Items from a dataset
//! Data model for 5S audits: categories, findings, scores and the result contract

use chrono::{DateTime, Utc};
use serde::{Deserialize, Serialize};
use std::fmt;
use uuid::Uuid;

/// The five 5S categories, in audit order
#[derive(Debug, Clone, Copy, PartialEq, Eq, Hash, Serialize, Deserialize)]
#[serde(rename_all = "snake_case")]
pub enum Category {
    Sort,
    SetInOrder,
    Shine,
    Standardize,
    Sustain,
}

impl Category {
    pub const ALL: [Category; 5] = [
        Category::Sort,
        Category::SetInOrder,
        Category::Shine,
        Category::Standardize,
        Category::Sustain,
    ];

    /// JSON key used in `scores` and `findings`
    pub fn key(&self) -> &'static str {
        match self {
            Category::Sort => "sort",
            Category::SetInOrder => "set_in_order",
            Category::Shine => "shine",
            Category::Standardize => "standardize",
            Category::Sustain => "sustain",
        }
    }

    pub fn label(&self) -> &'static str {
        match self {
            Category::Sort => "Sort",
            Category::SetInOrder => "Set in Order",
            Category::Shine => "Shine",
            Category::Standardize => "Standardize",
            Category::Sustain => "Sustain",
        }
    }
}

impl fmt::Display for Category {
    fn fmt(&self, f: &mut fmt::Formatter<'_>) -> fmt::Result {
        f.write_str(self.key())
    }
}

#[derive(Debug, Clone, Copy, PartialEq, Eq, Serialize, Deserialize)]
#[serde(rename_all = "lowercase")]
pub enum Severity {
    Minor,
    Moderate,
    Major,
}

impl Severity {
    /// Case-insensitive match on the three known names
    pub fn parse(raw: &str) -> Option<Self> {
        match raw.trim().to_ascii_lowercase().as_str() {
            "minor" => Some(Severity::Minor),
            "moderate" => Some(Severity::Moderate),
            "major" => Some(Severity::Major),
            _ => None,
        }
    }
}

#[derive(Debug, Clone, PartialEq, Eq, Serialize, Deserialize)]
pub struct Finding {
    pub observation: String,
    #[serde(default, skip_serializing_if = "Option::is_none")]
    pub location: Option<String>,
    pub severity: Severity,
}

/// Score per category, each in `0..=100`
#[derive(Debug, Clone, Copy, PartialEq, Eq, Serialize, Deserialize)]
pub struct ScoreBreakdown {
    pub sort: u8,
    pub set_in_order: u8,
    pub shine: u8,
    pub standardize: u8,
    pub sustain: u8,
}

impl ScoreBreakdown {
    /// Every category at the same score
    pub fn uniform(score: u8) -> Self {
        Self {
            sort: score,
            set_in_order: score,
            shine: score,
            standardize: score,
            sustain: score,
        }
    }

    pub fn get(&self, category: Category) -> u8 {
        match category {
            Category::Sort => self.sort,
            Category::SetInOrder => self.set_in_order,
            Category::Shine => self.shine,
            Category::Standardize => self.standardize,
            Category::Sustain => self.sustain,
        }
    }

    pub fn set(&mut self, category: Category, score: u8) {
        let slot = match category {
            Category::Sort => &mut self.sort,
            Category::SetInOrder => &mut self.set_in_order,
            Category::Shine => &mut self.shine,
            Category::Standardize => &mut self.standardize,
            Category::Sustain => &mut self.sustain,
        };
        *slot = score;
    }
}

#[derive(Debug, Clone, Default, PartialEq, Eq, Serialize, Deserialize)]
pub struct Findings {
    pub sort: Vec<Finding>,
    pub set_in_order: Vec<Finding>,
    pub shine: Vec<Finding>,
    pub standardize: Vec<Finding>,
    pub sustain: Vec<Finding>,
}

impl Findings {
    pub fn get(&self, category: Category) -> &[Finding] {
        match category {
            Category::Sort => &self.sort,
            Category::SetInOrder => &self.set_in_order,
            Category::Shine => &self.shine,
            Category::Standardize => &self.standardize,
            Category::Sustain => &self.sustain,
        }
    }

    pub fn get_mut(&mut self, category: Category) -> &mut Vec<Finding> {
        match category {
            Category::Sort => &mut self.sort,
            Category::SetInOrder => &mut self.set_in_order,
            Category::Shine => &mut self.shine,
            Category::Standardize => &mut self.standardize,
            Category::Sustain => &mut self.sustain,
        }
    }

    pub fn total(&self) -> usize {
        Category::ALL.iter().map(|c| self.get(*c).len()).sum()
    }
}

/// Letter grade used by the dashboards
#[derive(Debug, Clone, Copy, PartialEq, Eq, PartialOrd, Ord, Serialize, Deserialize)]
pub enum Grade {
    A,
    B,
    C,
    D,
    F,
}

impl Grade {
    pub fn from_score(score: u8) -> Self {
        match score {
            90..=u8::MAX => Grade::A,
            80..=89 => Grade::B,
            70..=79 => Grade::C,
            60..=69 => Grade::D,
            _ => Grade::F,
        }
    }
}

impl fmt::Display for Grade {
    fn fmt(&self, f: &mut fmt::Formatter<'_>) -> fmt::Result {
        let letter = match self {
            Grade::A => "A",
            Grade::B => "B",
            Grade::C => "C",
            Grade::D => "D",
            Grade::F => "F",
        };
        f.write_str(letter)
    }
}

/// Normalized output of one pipeline run
#[derive(Debug, Clone, PartialEq, Eq, Serialize, Deserialize)]
pub struct AnalysisResult {
    pub scores: ScoreBreakdown,
    pub findings: Findings,
    pub recommendations: Vec<String>,
    pub overall_score: u8,
    pub summary: String,
}

impl AnalysisResult {
    pub fn grade(&self) -> Grade {
        Grade::from_score(self.overall_score)
    }
}

/// Inbound submission: base64 images plus the workspace they show
#[derive(Debug, Clone, Default, Serialize, Deserialize)]
pub struct Submission {
    #[serde(default)]
    pub images: Vec<String>,
    #[serde(default)]
    pub workspace_name: String,
}

/// Persist-ready record: an [`AnalysisResult`] with identity and provenance
#[derive(Debug, Clone, Serialize, Deserialize)]
pub struct Assessment {
    pub id: Uuid,
    pub workspace_name: String,
    pub images: Vec<String>,
    pub scores: ScoreBreakdown,
    pub findings: Findings,
    pub recommendations: Vec<String>,
    pub overall_score: u8,
    pub summary: String,
    pub created_at: DateTime<Utc>,
}

impl Assessment {
    pub fn from_result(
        result: AnalysisResult,
        workspace_name: impl Into<String>,
        images: Vec<String>,
    ) -> Self {
        let AnalysisResult {
            scores,
            findings,
            recommendations,
            overall_score,
            summary,
        } = result;
        Self {
            id: Uuid::new_v4(),
            workspace_name: workspace_name.into(),
            images,
            scores,
            findings,
            recommendations,
            overall_score,
            summary,
            created_at: Utc::now(),
        }
    }

    pub fn grade(&self) -> Grade {
        Grade::from_score(self.overall_score)
    }
}
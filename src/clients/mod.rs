pub mod anthropic;
pub mod traits;

pub use anthropic::AnthropicClient;
pub use traits::VisionCapability;
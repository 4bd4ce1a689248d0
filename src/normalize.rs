//! Turns an untrusted JSON payload into a complete [`AnalysisResult`]
//!
//! `scores`, `findings` and `overall_score` are load-bearing and never
//! fabricated. Everything below them is repaired: missing category scores
//! default to a neutral 50, missing finding lists to empty, scores are rounded
//! and clamped, and unknown severities become `minor`.

use serde_json::{Map, Value};
use tracing::warn;

use crate::error::{AuditError, Result};
use crate::models::{AnalysisResult, Category, Finding, Findings, ScoreBreakdown, Severity};

/// Neutral midpoint for a category the model did not score
pub const DEFAULT_CATEGORY_SCORE: u8 = 50;

pub fn normalize(payload: Value) -> Result<AnalysisResult> {
    let Value::Object(mut root) = payload else {
        return Err(invalid("payload is not a JSON object"));
    };

    let scores = take_required(&mut root, "scores")?;
    let findings = take_required(&mut root, "findings")?;
    let overall = take_required(&mut root, "overall_score")?;

    let Value::Object(scores) = scores else {
        return Err(invalid("scores is not an object"));
    };
    let Value::Object(mut findings) = findings else {
        return Err(invalid("findings is not an object"));
    };
    let overall_score = overall
        .as_f64()
        .map(clamp_score)
        .ok_or_else(|| invalid("overall_score is not a number"))?;

    let mut breakdown = ScoreBreakdown::uniform(DEFAULT_CATEGORY_SCORE);
    let mut normalized = Findings::default();
    for category in Category::ALL {
        match scores.get(category.key()).and_then(Value::as_f64) {
            Some(score) => breakdown.set(category, clamp_score(score)),
            None => warn!(
                "scores.{} missing or not numeric, defaulting to {}",
                category, DEFAULT_CATEGORY_SCORE
            ),
        }

        let entries = match findings.remove(category.key()) {
            Some(Value::Array(entries)) => entries,
            Some(Value::Null) | None => Vec::new(),
            Some(other) => {
                warn!("findings.{} is not an array ({}), using []", category, kind_of(&other));
                Vec::new()
            }
        };
        *normalized.get_mut(category) = entries
            .into_iter()
            .filter_map(|entry| normalize_finding(category, entry))
            .collect();
    }

    Ok(AnalysisResult {
        scores: breakdown,
        findings: normalized,
        recommendations: normalize_recommendations(root.remove("recommendations")),
        overall_score,
        summary: match root.remove("summary") {
            Some(Value::String(s)) => s,
            _ => String::new(),
        },
    })
}

fn invalid(message: &str) -> AuditError {
    AuditError::InvalidStructure {
        message: message.to_string(),
    }
}

fn take_required(root: &mut Map<String, Value>, key: &str) -> Result<Value> {
    match root.remove(key) {
        Some(Value::Null) | None => Err(AuditError::InvalidStructure {
            message: format!("missing required field `{key}`"),
        }),
        Some(value) => Ok(value),
    }
}

/// Round half away from zero, then clamp into 0..=100
pub fn clamp_score(raw: f64) -> u8 {
    raw.round().clamp(0.0, 100.0) as u8
}

fn normalize_finding(category: Category, entry: Value) -> Option<Finding> {
    let mut fields = match entry {
        Value::Object(fields) => fields,
        Value::String(observation) if !observation.trim().is_empty() => {
            return Some(Finding {
                observation: observation.trim().to_string(),
                location: None,
                severity: Severity::Minor,
            });
        }
        other => {
            warn!("dropping {} finding entry of type {}", category, kind_of(&other));
            return None;
        }
    };

    let observation = match fields.remove("observation") {
        Some(Value::String(s)) if !s.trim().is_empty() => s.trim().to_string(),
        _ => {
            warn!("dropping {} finding without an observation", category);
            return None;
        }
    };

    let location = match fields.remove("location") {
        Some(Value::String(s)) if !s.trim().is_empty() => Some(s.trim().to_string()),
        _ => None,
    };

    let severity = match fields.remove("severity") {
        Some(Value::String(raw)) => Severity::parse(&raw).unwrap_or_else(|| {
            warn!("unknown severity {:?} on {} finding, coercing to minor", raw, category);
            Severity::Minor
        }),
        _ => {
            warn!("{} finding has no severity, coercing to minor", category);
            Severity::Minor
        }
    };

    Some(Finding {
        observation,
        location,
        severity,
    })
}

fn normalize_recommendations(raw: Option<Value>) -> Vec<String> {
    match raw {
        Some(Value::Array(items)) => items
            .into_iter()
            .filter_map(|item| match item {
                Value::String(s) if !s.trim().is_empty() => Some(s),
                _ => None,
            })
            .collect(),
        Some(Value::String(s)) if !s.trim().is_empty() => vec![s],
        _ => Vec::new(),
    }
}

fn kind_of(value: &Value) -> &'static str {
    match value {
        Value::Null => "null",
        Value::Bool(_) => "bool",
        Value::Number(_) => "number",
        Value::String(_) => "string",
        Value::Array(_) => "array",
        Value::Object(_) => "object",
    }
}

BRIEF: Read the entries above, then pull out the lines that include "parse".

PROBLEM SOLUTION:
    pub fn parse(raw: &str) -> Option<Self> {
        Some(Value::String(raw)) => Severity::parse(&raw).unwrap_or_else(|| {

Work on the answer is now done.